### Exercise objective
Show all lines of the listing that contain the word "detached".

### Data supplied
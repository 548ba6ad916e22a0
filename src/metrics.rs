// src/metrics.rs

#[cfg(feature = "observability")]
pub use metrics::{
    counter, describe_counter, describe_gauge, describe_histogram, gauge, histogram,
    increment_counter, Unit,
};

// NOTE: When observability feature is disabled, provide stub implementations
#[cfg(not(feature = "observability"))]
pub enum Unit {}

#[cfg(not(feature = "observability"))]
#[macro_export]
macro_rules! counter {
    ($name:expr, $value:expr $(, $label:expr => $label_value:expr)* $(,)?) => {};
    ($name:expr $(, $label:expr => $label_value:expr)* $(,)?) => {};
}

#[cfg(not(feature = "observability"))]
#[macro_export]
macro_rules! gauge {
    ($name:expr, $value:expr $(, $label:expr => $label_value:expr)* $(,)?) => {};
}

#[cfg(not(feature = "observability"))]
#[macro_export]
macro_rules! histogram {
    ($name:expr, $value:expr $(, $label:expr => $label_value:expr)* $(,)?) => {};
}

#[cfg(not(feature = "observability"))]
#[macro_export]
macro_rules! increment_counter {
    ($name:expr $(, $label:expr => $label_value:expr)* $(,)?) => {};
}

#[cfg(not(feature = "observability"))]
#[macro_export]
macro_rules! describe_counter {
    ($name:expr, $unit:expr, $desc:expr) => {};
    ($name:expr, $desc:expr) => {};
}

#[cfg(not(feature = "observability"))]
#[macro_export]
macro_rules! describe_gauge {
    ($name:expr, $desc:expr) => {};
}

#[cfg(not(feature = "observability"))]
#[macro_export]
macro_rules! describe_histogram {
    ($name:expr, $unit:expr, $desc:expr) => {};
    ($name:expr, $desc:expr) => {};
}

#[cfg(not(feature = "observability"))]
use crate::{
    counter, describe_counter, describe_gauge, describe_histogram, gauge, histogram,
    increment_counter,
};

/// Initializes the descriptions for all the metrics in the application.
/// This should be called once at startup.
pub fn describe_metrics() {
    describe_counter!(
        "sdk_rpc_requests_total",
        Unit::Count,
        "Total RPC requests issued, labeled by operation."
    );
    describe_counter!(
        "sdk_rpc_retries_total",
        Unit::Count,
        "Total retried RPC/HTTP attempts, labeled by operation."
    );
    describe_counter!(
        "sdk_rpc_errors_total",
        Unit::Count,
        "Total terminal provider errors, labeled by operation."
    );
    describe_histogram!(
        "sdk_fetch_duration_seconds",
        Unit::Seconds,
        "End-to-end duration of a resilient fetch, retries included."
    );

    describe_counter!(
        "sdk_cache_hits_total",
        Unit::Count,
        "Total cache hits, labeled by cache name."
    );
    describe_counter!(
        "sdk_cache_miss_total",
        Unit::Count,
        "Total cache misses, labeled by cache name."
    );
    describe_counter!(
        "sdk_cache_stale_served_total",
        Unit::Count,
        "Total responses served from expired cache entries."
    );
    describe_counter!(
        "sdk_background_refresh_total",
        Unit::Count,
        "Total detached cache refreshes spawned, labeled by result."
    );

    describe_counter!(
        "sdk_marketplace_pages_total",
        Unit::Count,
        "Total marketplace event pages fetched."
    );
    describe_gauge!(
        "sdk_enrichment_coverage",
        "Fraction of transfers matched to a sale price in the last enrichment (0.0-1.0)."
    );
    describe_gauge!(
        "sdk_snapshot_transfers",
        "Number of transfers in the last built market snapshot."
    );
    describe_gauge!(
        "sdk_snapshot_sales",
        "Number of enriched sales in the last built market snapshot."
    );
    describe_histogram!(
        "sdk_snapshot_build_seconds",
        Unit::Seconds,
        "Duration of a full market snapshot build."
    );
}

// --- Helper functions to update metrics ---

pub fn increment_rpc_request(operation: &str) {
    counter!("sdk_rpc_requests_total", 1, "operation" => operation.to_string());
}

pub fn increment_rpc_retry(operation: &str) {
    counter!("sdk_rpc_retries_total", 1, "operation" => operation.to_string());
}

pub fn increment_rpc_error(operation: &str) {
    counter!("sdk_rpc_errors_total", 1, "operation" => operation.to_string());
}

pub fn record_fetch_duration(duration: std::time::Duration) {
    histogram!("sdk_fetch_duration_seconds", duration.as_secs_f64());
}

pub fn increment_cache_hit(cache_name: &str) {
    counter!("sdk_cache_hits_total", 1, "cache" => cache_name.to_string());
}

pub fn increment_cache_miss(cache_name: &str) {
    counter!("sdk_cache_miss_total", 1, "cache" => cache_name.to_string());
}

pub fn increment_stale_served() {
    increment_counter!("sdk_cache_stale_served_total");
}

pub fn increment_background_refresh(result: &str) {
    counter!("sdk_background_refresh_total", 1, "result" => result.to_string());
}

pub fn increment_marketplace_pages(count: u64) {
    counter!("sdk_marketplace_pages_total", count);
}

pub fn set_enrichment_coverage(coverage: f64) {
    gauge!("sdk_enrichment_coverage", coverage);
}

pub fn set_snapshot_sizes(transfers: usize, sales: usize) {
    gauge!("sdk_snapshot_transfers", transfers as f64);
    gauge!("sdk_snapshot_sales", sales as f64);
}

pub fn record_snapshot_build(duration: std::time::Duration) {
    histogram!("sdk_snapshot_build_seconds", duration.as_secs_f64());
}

---

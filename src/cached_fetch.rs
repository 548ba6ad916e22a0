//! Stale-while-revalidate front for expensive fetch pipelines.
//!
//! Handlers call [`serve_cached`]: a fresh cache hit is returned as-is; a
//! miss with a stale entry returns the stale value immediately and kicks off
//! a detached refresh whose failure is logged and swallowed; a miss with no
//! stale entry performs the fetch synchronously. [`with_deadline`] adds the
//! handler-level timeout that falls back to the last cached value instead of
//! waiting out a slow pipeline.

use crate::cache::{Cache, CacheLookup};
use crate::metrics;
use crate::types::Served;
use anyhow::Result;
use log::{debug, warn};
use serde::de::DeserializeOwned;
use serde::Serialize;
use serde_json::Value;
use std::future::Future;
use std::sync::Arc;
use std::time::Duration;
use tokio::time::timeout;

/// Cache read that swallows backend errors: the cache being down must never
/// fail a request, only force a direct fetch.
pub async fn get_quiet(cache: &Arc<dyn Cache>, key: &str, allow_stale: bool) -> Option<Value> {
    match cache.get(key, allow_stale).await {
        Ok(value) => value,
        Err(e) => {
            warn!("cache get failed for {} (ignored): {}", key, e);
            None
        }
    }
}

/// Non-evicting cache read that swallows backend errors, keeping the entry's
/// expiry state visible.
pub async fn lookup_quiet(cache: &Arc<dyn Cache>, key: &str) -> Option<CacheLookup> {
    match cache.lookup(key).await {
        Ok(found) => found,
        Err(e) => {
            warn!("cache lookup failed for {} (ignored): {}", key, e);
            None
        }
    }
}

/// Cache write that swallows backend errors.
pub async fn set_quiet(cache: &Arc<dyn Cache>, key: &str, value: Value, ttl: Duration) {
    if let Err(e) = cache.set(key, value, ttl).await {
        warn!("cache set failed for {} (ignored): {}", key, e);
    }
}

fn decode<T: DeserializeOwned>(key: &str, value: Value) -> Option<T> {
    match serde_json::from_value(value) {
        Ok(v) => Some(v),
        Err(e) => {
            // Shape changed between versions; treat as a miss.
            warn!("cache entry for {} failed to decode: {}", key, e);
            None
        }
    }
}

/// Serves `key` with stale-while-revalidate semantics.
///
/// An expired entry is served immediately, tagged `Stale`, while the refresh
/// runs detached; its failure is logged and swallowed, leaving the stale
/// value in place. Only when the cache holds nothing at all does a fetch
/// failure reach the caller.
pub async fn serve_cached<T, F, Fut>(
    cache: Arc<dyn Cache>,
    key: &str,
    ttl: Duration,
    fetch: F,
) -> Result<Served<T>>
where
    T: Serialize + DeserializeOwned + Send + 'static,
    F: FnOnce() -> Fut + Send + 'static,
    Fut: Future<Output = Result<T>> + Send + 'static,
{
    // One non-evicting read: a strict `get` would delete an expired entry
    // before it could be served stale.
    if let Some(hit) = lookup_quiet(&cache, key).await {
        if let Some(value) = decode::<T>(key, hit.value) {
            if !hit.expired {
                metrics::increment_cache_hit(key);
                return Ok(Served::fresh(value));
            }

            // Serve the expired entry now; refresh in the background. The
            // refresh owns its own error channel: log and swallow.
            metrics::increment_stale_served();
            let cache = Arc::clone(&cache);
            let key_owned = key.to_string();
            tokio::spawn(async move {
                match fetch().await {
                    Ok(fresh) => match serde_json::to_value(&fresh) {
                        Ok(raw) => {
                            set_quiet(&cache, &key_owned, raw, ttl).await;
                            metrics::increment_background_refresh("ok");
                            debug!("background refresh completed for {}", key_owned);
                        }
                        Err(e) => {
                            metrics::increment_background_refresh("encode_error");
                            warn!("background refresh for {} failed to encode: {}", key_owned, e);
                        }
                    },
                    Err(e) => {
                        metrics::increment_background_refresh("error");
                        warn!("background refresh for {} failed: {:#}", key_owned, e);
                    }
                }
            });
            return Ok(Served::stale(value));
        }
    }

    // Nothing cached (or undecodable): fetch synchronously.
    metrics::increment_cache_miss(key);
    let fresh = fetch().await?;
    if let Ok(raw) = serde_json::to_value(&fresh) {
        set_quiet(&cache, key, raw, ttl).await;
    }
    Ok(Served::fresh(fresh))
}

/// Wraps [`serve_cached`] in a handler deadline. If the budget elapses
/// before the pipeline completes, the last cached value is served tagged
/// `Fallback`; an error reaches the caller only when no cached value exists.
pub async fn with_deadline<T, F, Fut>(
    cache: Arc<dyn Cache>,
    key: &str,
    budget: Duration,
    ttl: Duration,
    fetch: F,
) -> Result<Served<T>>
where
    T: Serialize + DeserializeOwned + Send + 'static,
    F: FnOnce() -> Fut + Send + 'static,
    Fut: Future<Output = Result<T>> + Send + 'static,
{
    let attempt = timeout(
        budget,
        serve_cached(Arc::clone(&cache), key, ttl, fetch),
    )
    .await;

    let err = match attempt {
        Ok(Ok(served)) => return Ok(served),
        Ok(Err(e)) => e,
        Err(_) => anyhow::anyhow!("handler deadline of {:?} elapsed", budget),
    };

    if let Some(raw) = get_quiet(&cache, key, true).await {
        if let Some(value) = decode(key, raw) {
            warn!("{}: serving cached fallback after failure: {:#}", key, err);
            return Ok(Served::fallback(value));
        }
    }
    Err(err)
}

### The answer
        "Total detached cache refreshes spawned, labeled by result."
//! a detached refresh whose failure is logged and swallowed; a miss with no
/// runs detached; its failure is logged and swallowed, leaving the stale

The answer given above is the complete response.